• **TASK STATEMENT**
This exercise calls for a copy of every line in the listing below that carries the word "GuardDecision".

• **SUPPLIED RECORDS**

>>

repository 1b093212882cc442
use crate::config::{DEFAULT_API_BASE_URL, DEFAULT_TIMEOUT_SECS};
use clap::{
    builder::{
        styling::{AnsiColor, Effects, Styles},
        ValueParser,
    },
    Arg, ArgAction, ColorChoice, Command,
};

pub fn validator_log_level() -> ValueParser {
    ValueParser::from(move |level: &str| -> std::result::Result<u8, String> {
        if let Ok(parsed) = level.parse::<u8>() {
            if parsed <= 5 {
                return Ok(parsed);
            }
        }

        match level.to_lowercase().as_str() {
            "error" => Ok(0),
            "warn" => Ok(1),
            "info" => Ok(2),
            "debug" => Ok(3),
            "trace" => Ok(4),
            _ => Err("invalid log level".to_string()),
        }
    })
}

fn username_arg() -> Arg {
    Arg::new("username")
        .short('u')
        .long("username")
        .help("Account username")
        .env("CODENEST_USERNAME")
        .required(true)
}

fn password_arg() -> Arg {
    Arg::new("password")
        .short('p')
        .long("password")
        .help("Account password")
        .env("CODENEST_PASSWORD")
        .hide_env_values(true)
        .required(true)
}

fn profile_args(command: Command, required: bool) -> Command {
    command
        .arg(
            Arg::new("email")
                .long("email")
                .help("Email address")
                .required(required),
        )
        .arg(
            Arg::new("first-name")
                .long("first-name")
                .help("First name")
                .required(required),
        )
        .arg(
            Arg::new("last-name")
                .long("last-name")
                .help("Last name")
                .required(required),
        )
}

pub fn new() -> Command {
    let styles = Styles::styled()
        .header(AnsiColor::Yellow.on_default() | Effects::BOLD)
        .usage(AnsiColor::Green.on_default() | Effects::BOLD)
        .literal(AnsiColor::Blue.on_default() | Effects::BOLD)
        .placeholder(AnsiColor::Green.on_default());

    Command::new("codenest")
        .about("CodeNest session client")
        .version(env!("CARGO_PKG_VERSION"))
        .color(ColorChoice::Auto)
        .styles(styles)
        .subcommand_required(true)
        .arg_required_else_help(true)
        .arg(
            Arg::new("api-url")
                .long("api-url")
                .help("Backend API base URL")
                .default_value(DEFAULT_API_BASE_URL)
                .env("CODENEST_API_URL")
                .global(true),
        )
        .arg(
            Arg::new("credentials")
                .short('c')
                .long("credentials")
                .help("File to persist credentials in [default: ~/.config/codenest/credentials.json]")
                .env("CODENEST_CREDENTIALS")
                .global(true),
        )
        .arg(
            Arg::new("timeout")
                .long("timeout")
                .help(format!("Request timeout in seconds [default: {DEFAULT_TIMEOUT_SECS}]"))
                .env("CODENEST_TIMEOUT")
                .global(true)
                .value_parser(clap::value_parser!(u64)),
        )
        .arg(
            Arg::new("verbosity")
                .short('v')
                .long("verbose")
                .help("Verbosity level: ERROR, WARN, INFO, DEBUG, TRACE (default: ERROR)")
                .env("CODENEST_LOG_LEVEL")
                .global(true)
                .action(ArgAction::Count)
                .value_parser(validator_log_level()),
        )
        .subcommand(
            Command::new("login")
                .about("Log in and store the session")
                .arg(username_arg())
                .arg(password_arg()),
        )
        .subcommand(profile_args(
            Command::new("register")
                .about("Create an account and log in")
                .arg(username_arg())
                .arg(password_arg())
                .arg(
                    Arg::new("role")
                        .long("role")
                        .help("Account role")
                        .value_parser(["faculty", "student"])
                        .required(true),
                ),
            true,
        ))
        .subcommand(Command::new("logout").about("End the stored session"))
        .subcommand(
            Command::new("whoami")
                .about("Show the stored user")
                .arg(
                    Arg::new("refresh")
                        .long("refresh")
                        .help("Reload the profile from the backend first")
                        .action(ArgAction::SetTrue),
                ),
        )
        .subcommand(profile_args(
            Command::new("update-profile").about("Update profile fields"),
            false,
        ))
        .subcommand(
            Command::new("resend-verification").about("Send the verification email again"),
        )
        .subcommand(
            Command::new("recover")
                .about("Reset a forgotten password")
                .arg(
                    Arg::new("username")
                        .short('u')
                        .long("username")
                        .help("Account username")
                        .required(true),
                )
                .arg(
                    Arg::new("email")
                        .long("email")
                        .help("Email address of the account")
                        .required(true),
                ),
        )
        .subcommand(
            Command::new("check-route")
                .about("Evaluate the route guard for a path")
                .arg(Arg::new("path").help("Application path, e.g. /faculty").required(true)),
        )
}

#[cfg(test)]
mod tests {
    use super::*;

    const ENV_VARS: [&str; 5] = [
        "CODENEST_API_URL",
        "CODENEST_CREDENTIALS",
        "CODENEST_TIMEOUT",
        "CODENEST_LOG_LEVEL",
        "CODENEST_PASSWORD",
    ];

    fn clean_env<F: FnOnce()>(f: F) {
        temp_env::with_vars(ENV_VARS.map(|key| (key, None::<String>)), f);
    }

    #[test]
    fn test_new() {
        let command = new();

        assert_eq!(command.get_name(), "codenest");
        assert_eq!(
            command.get_about().map(ToString::to_string),
            Some("CodeNest session client".to_string())
        );
        assert_eq!(
            command.get_version().map(ToString::to_string),
            Some(env!("CARGO_PKG_VERSION").to_string())
        );
    }

    #[test]
    fn test_defaults() {
        clean_env(|| {
            let matches = new().get_matches_from(vec!["codenest", "logout"]);
            assert_eq!(
                matches.get_one::<String>("api-url").map(String::as_str),
                Some(DEFAULT_API_BASE_URL)
            );
            assert!(matches.get_one::<u64>("timeout").is_none());
            assert!(matches.get_one::<String>("credentials").is_none());
            assert_eq!(matches.subcommand_name(), Some("logout"));
        });
    }

    #[test]
    fn test_login_args() {
        clean_env(|| {
            let matches = new().get_matches_from(vec![
                "codenest",
                "--api-url",
                "https://codenest.dev/api",
                "login",
                "-u",
                "alice",
                "-p",
                "secret123",
            ]);
            assert_eq!(
                matches.get_one::<String>("api-url").map(String::as_str),
                Some("https://codenest.dev/api")
            );
            let login = matches.subcommand_matches("login");
            assert_eq!(
                login
                    .and_then(|m| m.get_one::<String>("username"))
                    .map(String::as_str),
                Some("alice")
            );
            assert_eq!(
                login
                    .and_then(|m| m.get_one::<String>("password"))
                    .map(String::as_str),
                Some("secret123")
            );
        });
    }

    #[test]
    fn test_register_rejects_unknown_role() {
        clean_env(|| {
            let result = new().try_get_matches_from(vec![
                "codenest",
                "register",
                "-u",
                "bob",
                "-p",
                "secret123",
                "--email",
                "bob@uni.edu",
                "--first-name",
                "Bob",
                "--last-name",
                "Ross",
                "--role",
                "admin",
            ]);
            assert!(result.is_err());
        });
    }

    #[test]
    fn test_check_env() {
        temp_env::with_vars(
            [
                ("CODENEST_API_URL", Some("https://codenest.dev/api")),
                ("CODENEST_CREDENTIALS", Some("/tmp/codenest.json")),
                ("CODENEST_TIMEOUT", Some("30")),
                ("CODENEST_LOG_LEVEL", Some("info")),
            ],
            || {
                let matches = new().get_matches_from(vec!["codenest", "whoami"]);
                assert_eq!(
                    matches.get_one::<String>("api-url").map(String::as_str),
                    Some("https://codenest.dev/api")
                );
                assert_eq!(
                    matches.get_one::<String>("credentials").map(String::as_str),
                    Some("/tmp/codenest.json")
                );
                assert_eq!(matches.get_one::<u64>("timeout").copied(), Some(30));
                assert_eq!(matches.get_one::<u8>("verbosity").copied(), Some(2));
            },
        );
    }

    #[test]
    fn test_check_log_level_env() {
        let levels = ["error", "warn", "info", "debug", "trace"];
        for (index, &level) in levels.iter().enumerate() {
            temp_env::with_vars([("CODENEST_LOG_LEVEL", Some(level))], || {
                let matches = new().get_matches_from(vec!["codenest", "logout"]);
                assert_eq!(
                    matches.get_one::<u8>("verbosity").copied(),
                    u8::try_from(index).ok()
                );
            });
        }
    }

    #[test]
    fn test_check_log_level_verbosity() {
        for index in 0..5_usize {
            temp_env::with_vars([("CODENEST_LOG_LEVEL", None::<String>)], || {
                let mut args = vec!["codenest".to_string(), "check-route".to_string()];
                args.push("/faculty".to_string());

                if index > 0 {
                    args.push(format!("-{}", "v".repeat(index)));
                }

                let matches = new().get_matches_from(args);
                assert_eq!(
                    matches.get_one::<u8>("verbosity").copied(),
                    u8::try_from(index).ok()
                );
            });
        }
    }
}
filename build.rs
fn main() {
    built::write_built_file().expect("Failed to acquire build-time information");
}
pub mod recover;
pub mod route;
pub mod session;

use crate::auth::{RegisterRequest, UserUpdate};
use secrecy::SecretString;

/// Parsed subcommand. Not `Debug`: login and register carry passwords.
pub enum Action {
    Login {
        username: String,
        password: SecretString,
    },
    Register {
        fields: RegisterRequest,
    },
    Logout,
    Whoami {
        refresh: bool,
    },
    UpdateProfile {
        update: UserUpdate,
    },
    ResendVerification,
    Recover {
        username: String,
        email: String,
    },
    CheckRoute {
        path: String,
    },
}
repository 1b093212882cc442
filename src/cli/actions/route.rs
use crate::{
    auth::{route_access, Access, GuardDecision, RouteGuard},
    cli::{actions::Action, globals::GlobalArgs},
};
use anyhow::{anyhow, Result};

/// Handle the check-route action
pub async fn handle(action: Action, globals: &GlobalArgs) -> Result<()> {
    let Action::CheckRoute { path } = action else {
        return Err(anyhow!("not a check-route action"));
    };

    let manager = globals.connect()?;
    let guard = RouteGuard::new(manager.state().clone());

    let rule = match route_access(&path) {
        Access::Public => "public".to_string(),
        Access::GuestOnly => "guest only".to_string(),
        Access::Unknown => "unknown".to_string(),
        Access::Authenticated => "authenticated".to_string(),
        Access::Role(role) => format!("role {role}"),
    };

    match guard.check_path(&path) {
        GuardDecision::Allow => println!("{path} ({rule}): allow"),
        GuardDecision::Pending => println!("{path} ({rule}): pending"),
        GuardDecision::Redirect(route) => println!("{path} ({rule}): redirect to {route}"),
    }

    Ok(())
}
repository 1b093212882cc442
//! Observable session state. The state is hydrated once from the credential store
//! and then only changed by the session manager and the refresh coordinator;
//! everything else reads snapshots or subscribes to changes. Only non-sensitive
//! metadata lives here; tokens stay in the credential store.

use crate::auth::{
    store::CredentialStore,
    types::{Role, User},
};
use std::sync::{
    atomic::{AtomicUsize, Ordering},
    Arc,
};
use tokio::sync::watch;

/// The client's current belief about who is logged in.
#[derive(Clone, Debug, Default, PartialEq, Eq)]
pub struct Session {
    pub user: Option<User>,
    /// True while at least one login/register/logout/profile request is outstanding.
    pub is_loading: bool,
    /// Message of the last failed manager operation, cleared when the next one starts.
    pub error: Option<String>,
}

#[derive(Clone, Copy, Debug, PartialEq, Eq)]
pub enum AuthPhase {
    Anonymous,
    Authenticating,
    Authenticated,
}

impl Session {
    #[must_use]
    pub fn anonymous() -> Self {
        Self::default()
    }

    #[must_use]
    pub fn authenticated(user: User) -> Self {
        Self {
            user: Some(user),
            ..Self::default()
        }
    }

    #[must_use]
    pub fn loading(mut self, is_loading: bool) -> Self {
        self.is_loading = is_loading;
        self
    }

    #[must_use]
    pub fn is_authenticated(&self) -> bool {
        self.user.is_some()
    }

    #[must_use]
    pub fn role(&self) -> Option<Role> {
        self.user.as_ref().map(|user| user.role)
    }

    #[must_use]
    pub fn is_faculty(&self) -> bool {
        self.role() == Some(Role::Faculty)
    }

    #[must_use]
    pub fn is_student(&self) -> bool {
        self.role() == Some(Role::Student)
    }

    #[must_use]
    pub fn phase(&self) -> AuthPhase {
        match (&self.user, self.is_loading) {
            (Some(_), _) => AuthPhase::Authenticated,
            (None, true) => AuthPhase::Authenticating,
            (None, false) => AuthPhase::Anonymous,
        }
    }
}

/// Shared session handle. Cloning is cheap; all clones publish to the same
/// subscribers.
#[derive(Clone)]
pub struct SessionState {
    inner: Arc<StateInner>,
}

struct StateInner {
    sender: watch::Sender<Session>,
    pending: AtomicUsize,
}

impl Default for SessionState {
    fn default() -> Self {
        Self::new(Session::anonymous())
    }
}

impl SessionState {
    #[must_use]
    pub fn new(initial: Session) -> Self {
        let (sender, _) = watch::channel(initial);
        Self {
            inner: Arc::new(StateInner {
                sender,
                pending: AtomicUsize::new(0),
            }),
        }
    }

    /// Builds the initial state from the persisted user snapshot. Token validity
    /// is not checked here; an expired access token is handled by the refresh flow.
    #[must_use]
    pub fn hydrate(store: &CredentialStore) -> Self {
        match store.user() {
            Some(user) if store.access_token().is_some() => Self::new(Session::authenticated(user)),
            _ => Self::default(),
        }
    }

    #[must_use]
    pub fn snapshot(&self) -> Session {
        self.inner.sender.borrow().clone()
    }

    #[must_use]
    pub fn is_authenticated(&self) -> bool {
        self.inner.sender.borrow().is_authenticated()
    }

    /// Receiver that observes every published change.
    #[must_use]
    pub fn subscribe(&self) -> watch::Receiver<Session> {
        self.inner.sender.subscribe()
    }

    /// Clears the previous error and marks an operation as outstanding until the
    /// returned guard drops.
    pub(crate) fn begin(&self) -> LoadingGuard {
        self.inner.sender.send_modify(|session| {
            let pending = self.inner.pending.fetch_add(1, Ordering::SeqCst) + 1;
            session.is_loading = pending > 0;
            session.error = None;
        });
        LoadingGuard {
            state: self.clone(),
        }
    }

    pub(crate) fn set_user(&self, user: Option<User>) {
        self.inner.sender.send_modify(|session| session.user = user);
    }

    pub(crate) fn set_error(&self, message: impl Into<String>) {
        let message = message.into();
        self.inner
            .sender
            .send_modify(|session| session.error = Some(message));
    }

    /// Drops the user; loading bookkeeping is left to outstanding guards.
    pub(crate) fn clear(&self) {
        self.set_user(None);
    }

    fn finish(&self) {
        self.inner.sender.send_modify(|session| {
            let pending = self
                .inner
                .pending
                .fetch_sub(1, Ordering::SeqCst)
                .saturating_sub(1);
            session.is_loading = pending > 0;
        });
    }
}

/// Keeps `is_loading` raised while alive. Dropping it, including when the owning
/// future is cancelled, lowers the flag once no other operation is pending.
pub struct LoadingGuard {
    state: SessionState,
}

impl Drop for LoadingGuard {
    fn drop(&mut self) {
        self.state.finish();
    }
}

#[cfg(test)]
mod tests {
    use super::*;
    use crate::auth::types::TokenPair;
    use anyhow::Result;
    use secrecy::SecretString;

    fn user(role: Role) -> User {
        User {
            id: 1,
            username: "alice".to_string(),
            first_name: String::new(),
            last_name: String::new(),
            email: String::new(),
            role,
            email_verified: false,
        }
    }

    #[test]
    fn phase_follows_user_and_loading() {
        assert_eq!(Session::anonymous().phase(), AuthPhase::Anonymous);
        assert_eq!(
            Session::anonymous().loading(true).phase(),
            AuthPhase::Authenticating
        );
        assert_eq!(
            Session::authenticated(user(Role::Student)).loading(true).phase(),
            AuthPhase::Authenticated
        );
    }

    #[test]
    fn role_helpers() {
        let session = Session::authenticated(user(Role::Faculty));
        assert!(session.is_faculty());
        assert!(!session.is_student());
        assert!(!Session::anonymous().is_faculty());
    }

    #[test]
    fn loading_guards_nest() {
        let state = SessionState::default();
        let first = state.begin();
        let second = state.begin();
        drop(first);
        assert!(state.snapshot().is_loading);
        drop(second);
        assert!(!state.snapshot().is_loading);
    }

    #[test]
    fn begin_clears_previous_error() {
        let state = SessionState::default();
        state.set_error("Login failed");
        assert_eq!(state.snapshot().error.as_deref(), Some("Login failed"));
        let _guard = state.begin();
        assert!(state.snapshot().error.is_none());
    }

    #[test]
    fn hydrate_uses_stored_user() -> Result<()> {
        let store = CredentialStore::in_memory();
        assert!(!SessionState::hydrate(&store).is_authenticated());

        store.save_login(
            &user(Role::Student),
            &TokenPair {
                access: SecretString::from("A1".to_string()),
                refresh: SecretString::from("R1".to_string()),
            },
        )?;
        let state = SessionState::hydrate(&store);
        assert!(state.is_authenticated());
        assert!(state.snapshot().is_student());
        Ok(())
    }

    #[tokio::test]
    async fn subscribers_see_updates_and_publishing_without_them_is_fine() -> Result<()> {
        let state = SessionState::default();
        let mut receiver = state.subscribe();
        state.set_user(Some(user(Role::Student)));
        receiver.changed().await?;
        assert!(receiver.borrow().is_authenticated());

        drop(receiver);
        state.clear();
        assert!(!state.is_authenticated());
        Ok(())
    }
}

<<

• **EXERCISE OUTPUT**
    auth::{route_access, Access, GuardDecision, RouteGuard},
        GuardDecision::Allow => println!("{path} ({rule}): allow"),
        GuardDecision::Pending => println!("{path} ({rule}): pending"),
        GuardDecision::Redirect(route) => println!("{path} ({rule}): redirect to {route}"),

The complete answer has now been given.